Non-destructive method to classify walnut kernel freshness from volatile organic compound (VOC) emissions using gas chromatography-differential mobility spectrometry (GC-DMS) and machine learning analysis

Appl Food Res. 2023 Dec;3(2):100308. doi: 10.1016/j.afres.2023.100308. Epub 2023 Jul 8.

Abstract

Analysis of volatile organic compounds (VOCs) can be an effective strategy to inspect the quality of horticultural commodities and following their degradation. In this work, we report that VOCs emitted by walnuts can be studied using gas chromatography-differential mobility spectrometry (GC-DMS), and those GC-DMS data can be analyzed to predict the rancidity of walnuts, i.e., classify walnuts into grades of freshness. Walnut kernels were assigned a class n depending on their level of freshness as determined by a peroxide assay.
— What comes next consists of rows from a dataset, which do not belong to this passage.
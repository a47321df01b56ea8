// src/core/sanitize.rs

pub fn normalize_entities(s: &str) -> String {
    s.replace("&nbsp;", " ")
        .replace("&amp;", "&")
        .replace("&lt;", "<")
        .replace("&gt;", ">")
        .replace("&quot;", "\"")
}

pub fn normalize_ws(s: &str) -> String {
    let mut out = String::with_capacity(s.len());
    let mut prev_space = false;
    for ch in s.chars() {
        if ch.is_whitespace() {
            if !prev_space { out.push(' '); prev_space = true; }
        } else { out.push(ch); prev_space = false; }
    }
    out.trim().to_string()
}

/// File stem from a set id. Set ids are ascii slugs already; anything
/// else collapses to underscores so a hostile name can't escape the
/// output directory.
pub fn sanitize_file_stem(name: &str, fallback_id: u32) -> String {
    let mut out = String::with_capacity(name.len());
    let mut last_us = false;
    for ch in name.chars() {
        if ch.is_ascii_alphanumeric() { out.push(ch); last_us = false; }
        else if ch == '-' { out.push(ch); last_us = false; }
        else if !last_us { out.push('_'); last_us = true; }
    }
    let out = out.trim_matches(|c| c == '_' || c == '-').to_string();
    if out.is_empty() { format!("set_{}", fallback_id) } else { out }
}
VOC samples were analyzed using GC-DMS. From these VOC data, a partial least square regression (PLSR) model provided a freshness prediction value m, which corresponded to the rancid class n when m=n±0.5. The PLSR model had an accuracy of 80% to predict walnut grade and demonstrated a minimal root mean squared error of 0.42 for the m response variables (representative of walnut grade) with the GC-DMS data. We also conducted gas chromatography-mass spectrometry (GC-MS) experiments to identify volatiles that emerged or were enhanced with more rancid walnuts. The findings of the GC-MS study of walnut VOCs align excellently with the GC-DMS study. Based on our results, we conclude that a GC-DMS device deployed with a pre-trained machine learning model can be a very effective device for classifying walnut grades in the industry.

Keywords: differential mobility spectrometry; machine learning; mass spectrometry; peroxide value; rancidity.